***** Extracted records

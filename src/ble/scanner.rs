//! BLE scanning for dive computers.
//!
//! Feeds advertisements from the adapter into a [`DiscoveryRegistry`] and
//! keeps the platform peripheral handles so a candidate can be connected.

use btleplug::api::{Central, CentralEvent, Manager as _, Peripheral as _, ScanFilter};
use btleplug::platform::{Adapter, Manager, Peripheral, PeripheralId};
use futures::stream::StreamExt;
use parking_lot::RwLock;
use std::collections::HashMap;
use std::sync::atomic::{AtomicBool, Ordering};
use std::sync::Arc;
use std::time::Duration;
use tracing::{debug, error, info, trace};

use crate::ble::discovery::{DiscoveryRegistry, Observation};
use crate::ble::uuids::known_service_uuids;
use crate::error::{Error, Result};

/// BLE scanner for dive computers.
pub struct BleScanner {
    /// The BLE adapter to use for scanning.
    adapter: Adapter,
    registry: Arc<DiscoveryRegistry>,
    /// Platform handles of everything seen, by identity.
    peripherals: Arc<RwLock<HashMap<String, Peripheral>>>,
    is_running: Arc<AtomicBool>,
    /// Handle to the scanning task.
    scan_handle: RwLock<Option<tokio::task::JoinHandle<()>>>,
}

impl BleScanner {
    /// Create a scanner on the first Bluetooth adapter.
    ///
    /// # Errors
    ///
    /// Returns [`Error::LinkUnavailable`] if there is no usable adapter.
    pub async fn new(registry: Arc<DiscoveryRegistry>) -> Result<Self> {
        let manager = Manager::new().await.map_err(|e| Error::LinkUnavailable {
            reason: e.to_string(),
        })?;

        let adapters = manager.adapters().await.map_err(|e| Error::LinkUnavailable {
            reason: e.to_string(),
        })?;

        let adapter = adapters
            .into_iter()
            .next()
            .ok_or_else(|| Error::LinkUnavailable {
                reason: "no Bluetooth adapter found".to_string(),
            })?;

        info!(
            "Using Bluetooth adapter: {:?}",
            adapter.adapter_info().await.ok()
        );

        Ok(Self::with_adapter(adapter, registry))
    }

    /// Create a scanner with a specific adapter.
    pub fn with_adapter(adapter: Adapter, registry: Arc<DiscoveryRegistry>) -> Self {
        Self {
            adapter,
            registry,
            peripherals: Arc::new(RwLock::new(HashMap::new())),
            is_running: Arc::new(AtomicBool::new(false)),
            scan_handle: RwLock::new(None),
        }
    }

    /// Get the underlying adapter.
    pub fn adapter(&self) -> &Adapter {
        &self.adapter
    }

    /// The registry this scanner feeds.
    pub fn registry(&self) -> &Arc<DiscoveryRegistry> {
        &self.registry
    }

    /// Check if currently scanning.
    pub fn is_scanning(&self) -> bool {
        self.registry.is_scanning()
    }

    /// Start scanning.
    ///
    /// With `restrict_to_known_services`, only peers advertising one of the
    /// known serial services are reported by the adapter.
    pub async fn start_scanning(&self, restrict_to_known_services: bool) -> Result<()> {
        if self.is_running.load(Ordering::SeqCst) {
            debug!("Already scanning, ignoring start request");
            return Ok(());
        }

        let filter = if restrict_to_known_services {
            ScanFilter {
                services: known_service_uuids(),
            }
        } else {
            ScanFilter::default()
        };

        info!(
            "Starting BLE scan for dive computers (filtered: {})",
            restrict_to_known_services
        );

        let mut events = self.adapter.events().await?;
        self.adapter.start_scan(filter).await?;

        self.is_running.store(true, Ordering::SeqCst);
        self.registry.set_scanning(true);

        let adapter = self.adapter.clone();
        let registry = self.registry.clone();
        let peripherals = self.peripherals.clone();
        let is_running = self.is_running.clone();

        let handle = tokio::spawn(async move {
            while is_running.load(Ordering::SeqCst) {
                tokio::select! {
                    Some(event) = events.next() => {
                        Self::handle_event(event, &adapter, &registry, &peripherals).await;
                    }
                    _ = tokio::time::sleep(Duration::from_millis(100)) => {}
                }
            }

            debug!("Scan event loop ended");
        });

        *self.scan_handle.write() = Some(handle);

        Ok(())
    }

    /// Stop scanning.
    pub async fn stop_scanning(&self) -> Result<()> {
        if !self.is_running.load(Ordering::SeqCst) {
            debug!("Not scanning, ignoring stop request");
            return Ok(());
        }

        info!("Stopping BLE scan");

        self.is_running.store(false, Ordering::SeqCst);
        self.registry.set_scanning(false);

        let result = self.adapter.stop_scan().await;

        let handle = self.scan_handle.write().take();
        if let Some(handle) = handle {
            let _ = handle.await;
        }

        result.map_err(Error::Bluetooth)
    }

    /// Find the platform peripheral for an identity.
    ///
    /// Falls back to asking the adapter when the peer was not seen by
    /// this scanner.
    pub async fn peripheral(&self, identity: &str) -> Result<Peripheral> {
        if let Some(peripheral) = self.peripherals.read().get(identity).cloned() {
            return Ok(peripheral);
        }

        self.adapter
            .peripherals()
            .await?
            .into_iter()
            .find(|p| p.id().to_string() == identity)
            .ok_or_else(|| Error::DeviceNotFound {
                identifier: identity.to_string(),
            })
    }

    /// Handle a BLE central event.
    async fn handle_event(
        event: CentralEvent,
        adapter: &Adapter,
        registry: &DiscoveryRegistry,
        peripherals: &RwLock<HashMap<String, Peripheral>>,
    ) {
        match event {
            CentralEvent::DeviceDiscovered(id) | CentralEvent::DeviceUpdated(id) => {
                Self::process_peripheral(adapter, id, registry, peripherals).await;
            }
            CentralEvent::ServicesAdvertisement { id, .. } => {
                Self::process_peripheral(adapter, id, registry, peripherals).await;
            }
            other => trace!("Ignoring central event: {:?}", other),
        }
    }

    /// Process a discovered peripheral.
    async fn process_peripheral(
        adapter: &Adapter,
        id: PeripheralId,
        registry: &DiscoveryRegistry,
        peripherals: &RwLock<HashMap<String, Peripheral>>,
    ) {
        let peripheral = match adapter.peripheral(&id).await {
            Ok(p) => p,
            Err(e) => {
                trace!("Failed to get peripheral: {}", e);
                return;
            }
        };

        let properties = match peripheral.properties().await {
            Ok(Some(p)) => p,
            Ok(None) => return,
            Err(e) => {
                error!("Failed to read properties of {:?}: {}", id, e);
                return;
            }
        };

        let identity = id.to_string();
        let observation = registry.observe(
            &identity,
            properties.local_name.as_deref(),
            properties.rssi,
        );

        if observation != Observation::Rejected {
            peripherals.write().insert(identity, peripheral);
        }
    }
}

impl Drop for BleScanner {
    fn drop(&mut self) {
        self.is_running.store(false, Ordering::SeqCst);
    }
}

**********

- [Action item] Only the lines with "load" are needed; find them in the records and copy each one.

- [Your solution]
        if self.is_running.load(Ordering::SeqCst) {
            while is_running.load(Ordering::SeqCst) {
        if !self.is_running.load(Ordering::SeqCst) {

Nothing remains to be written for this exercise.